自分と静かに向き合える場所

〜水輪の存在意義〜

本田 健(作家)
■プロフィール 神戸生まれ。経営コンサルティング会社、会計事務所、ベンチャーキャピタル会社など、複数の会社を経営する「お金の専門家」。独自の経営アドバイスで、いままでに多くのベンチャービジネスの成功者を育ててきた。娘の誕生をきっかけに育児を中心とした“セミリタイア生活”を送っている。現在は、子育てのかたわら大好きなテーマである「お金と幸せ」に関する講演、カウンセリング、セミナーなどを不定期に行っている。著書に、『スイス人銀行家の教え』(大和書房)他多数。

● 気のビシッと通ったところ

 このたび、会員にならせて頂きました作家の本田健です。私は、3年前まで、育児セミリタイヤ生活をしていましたが、思うところがあって、育児のかたわら、お金と幸せについての本を書き始めました。多くの読者の方に応援され、『ユダヤ人大富豪の教え』をはじめとする著作シリーズは、おかげさまで100万部を越えるベストセラーになっています。

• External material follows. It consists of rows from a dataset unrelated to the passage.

//! Transactions syncer - incremental newest-first paging
//!
//! Remote transactions are only appended or settled, so an incremental walk
//! stops as soon as it runs into history it already has: two known records
//! in a row (counted across page boundaries) end the walk after the current
//! page. A first-ever sync walks every page.
//!
//! Each page is written as one batch and committed immediately, so a failure
//! on a later page keeps the earlier pages.

use super::mapping::map_transaction;
use super::{cancellable, finish_attempt, last_success, SyncError, SyncReport, Syncer, TRANSACTIONS};
use crate::api::{Page, TransactionResource, UpApi};
use crate::db::Database;
use async_trait::async_trait;
use chrono::{DateTime, Utc};
use std::collections::HashSet;
use std::sync::Arc;
use std::time::Instant;
use tokio_util::sync::CancellationToken;

/// Page cap for incremental walks
pub const DEFAULT_MAX_PAGES: usize = 20;

/// Consecutive known records that end an incremental walk
const EARLY_STOP_STREAK: usize = 2;

pub struct TransactionsSyncer {
    api: Arc<dyn UpApi>,
    db: Arc<Database>,
    max_pages: usize,
}

impl TransactionsSyncer {
    pub fn new(api: Arc<dyn UpApi>, db: Arc<Database>) -> Self {
        Self {
            api,
            db,
            max_pages: DEFAULT_MAX_PAGES,
        }
    }

    /// Page cap for incremental walks; 0 means the default
    pub fn with_max_pages(mut self, max_pages: usize) -> Self {
        self.max_pages = if max_pages == 0 {
            DEFAULT_MAX_PAGES
        } else {
            max_pages
        };
        self
    }

    async fn fetch_page(
        &self,
        cancel: &CancellationToken,
        cursor: Option<&str>,
    ) -> Result<Page<TransactionResource>, SyncError> {
        cancellable(cancel, async {
            let page = match cursor {
                None => self.api.list_transactions().await?,
                Some(cursor) => self.api.list_transactions_page(cursor).await?,
            };
            Ok::<_, SyncError>(page)
        })
        .await
    }

    async fn run(&self, cancel: &CancellationToken) -> Result<SyncReport, SyncError> {
        // Decided once: a fresh pull processes everything, uncapped
        let incremental = self.db.has_any_transactions()?;

        let mut report = SyncReport::default();
        let mut streak = 0usize;
        let mut cursor: Option<String> = None;

        loop {
            if incremental && report.pages_fetched >= self.max_pages {
                log::info!(
                    "Transaction walk reached the {} page cap, resuming on next sync",
                    self.max_pages
                );
                break;
            }

            let page = self.fetch_page(cancel, cursor.as_deref()).await?;
            report.pages_fetched += 1;

            if page.data.is_empty() {
                break;
            }

            let known = if incremental {
                let ids: Vec<String> = page.data.iter().filter_map(|t| t.id.clone()).collect();
                self.db.known_transaction_ids(&ids)?
            } else {
                HashSet::new()
            };

            let mut batch = Vec::with_capacity(page.data.len());
            let mut stop = false;
            for resource in &page.data {
                let is_known = resource
                    .id
                    .as_deref()
                    .map(|id| known.contains(id))
                    .unwrap_or(false);

                if is_known {
                    streak += 1;
                    if streak >= EARLY_STOP_STREAK {
                        stop = true;
                    }
                    continue;
                }

                streak = 0;
                batch.push(map_transaction(resource)?);
            }

            // In-flight batches are allowed to finish after cancellation
            report.records_written += self.db.upsert_transaction_batch(&batch, Utc::now())?;

            if stop {
                report.stopped_early = true;
                log::debug!("Reached known transactions after {} pages", report.pages_fetched);
                break;
            }

            match page.next {
                Some(next) => cursor = Some(next),
                None => break,
            }
        }

        Ok(report)
    }
}

#[async_trait]
impl Syncer for TransactionsSyncer {
    fn collection(&self) -> &str {
        TRANSACTIONS
    }

    fn has_cached_data(&self) -> Result<bool, SyncError> {
        Ok(self.db.has_any_transactions()?)
    }

    fn last_success_at(&self) -> Result<Option<DateTime<Utc>>, SyncError> {
        last_success(&self.db, TRANSACTIONS)
    }

    async fn sync(&self, cancel: &CancellationToken) -> Result<SyncReport, SyncError> {
        let started = Instant::now();
        self.db.record_sync_attempt(TRANSACTIONS, Utc::now())?;

        let result = self.run(cancel).await;
        match &result {
            Ok(report) => log::info!(
                "Transactions sync complete: {} new or updated over {} pages in {:?}",
                report.records_written,
                report.pages_fetched,
                started.elapsed()
            ),
            Err(e) if e.is_cancelled() => {}
            Err(e) => log::warn!("Transactions sync failed after {:?}: {}", started.elapsed(), e),
        }

        finish_attempt(&self.db, TRANSACTIONS, result)
    }
}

 知り合いが全くいない長野には、娘の幼稚園が理由で、2年前に引っ越してきました。そして、娘の通っている幼稚園の園長さんの友人の内田さんのご縁で、水輪にお邪魔することになりました。最初の印象は、なんて気のビシッと通ったところなんだろう!というものでした。一流のお寿司屋さんに感じられるような空気を感じたのです。静寂と清らかなエネルギーに満ちた素敵な場所だと思いました。スタッフの方たちも、とっても爽やかで、ここは何かが違うぞという印象でした。自然、行き届いた掃除、建物の素材、雰囲気、どれをとっても、うなるようなすばらしさです。これだけの施設を作って維持するには、すごい力がいると感心したのを覚えています。

 

● いつでも帰っていける安らぎの場

 塩沢さんご夫妻とお話させて頂くうちに、いっぺんで、ご夫妻と水輪のファンになってしまいました。お二人の謙虚でありながら、パワフルな生き方に、深い感銘を受けるとともに、ぜひ応援したいと感じました。この二つの特質を持っている人は、非常に少ないと思います。…

 多くの人が人生に迷い、元気をなくしている今日、水輪のような場所は、いつでも帰っていける安らぎの場、少し大げさな言葉を使うと、聖地のようなところだと思います。日本では、そういう場所は、ごく限られています。それは、その場所がリゾート施設のようになるか、宗教団体になるかどちらかだからです。そういう点で、水輪は、日本でも、非常に特殊な独立性と、行き届いた環境を持っていると思います。

 

● 幸せな人生を生きるために……自分と静かに向き合う環境が必要

 今年の2月、講談社と共同で、日本の億万長者12,000人を調査しました。そして、分かったことは、彼らが、例外なく、自分の大好きなこと、得意なこと、人に喜ばれることを仕事に選んでいることです。これは、金銭的な豊かさだけではなく、幸せな人生を生きるためにも、とても大事な要素だと言えます。

 しかし、普通の両親に育てられ、普通の教育を受けている限り、この大切なことを体感することはできません。それは、小さい頃から、外の情報を処理するのに忙しくて、自分の内面を見つめるチャンスを持たないからだと思っています。どれが有利か、不利か、社会的によさそうかどうかでしか、仕事もパートナーも選べなくなっているのです。自分は誰なのか、何をしたいのか、どういう人生を生きたいのか。何を仕事にするのかなどは、自分と向き合わなければ、明確な答えを得るのは難しいでしょう。その答えを見つけるためには、自分と静かに向きあえるような環境が必要です。

 その点で、水輪が提供しているものは、すばらしいと思います。おいしくて心のこもった食事をいただき、静かな環境と自然に癒されながら自分と向き合うことが出来ます。また、そこで知り合った人たちとは、一生を通じて、支え合えるような関係も生まれるでしょう。

 これからの水輪が、多くの人の支えとなられることを心からお祈りしています。そして、その聖地を応援するささやかな力でもありたいと願っています。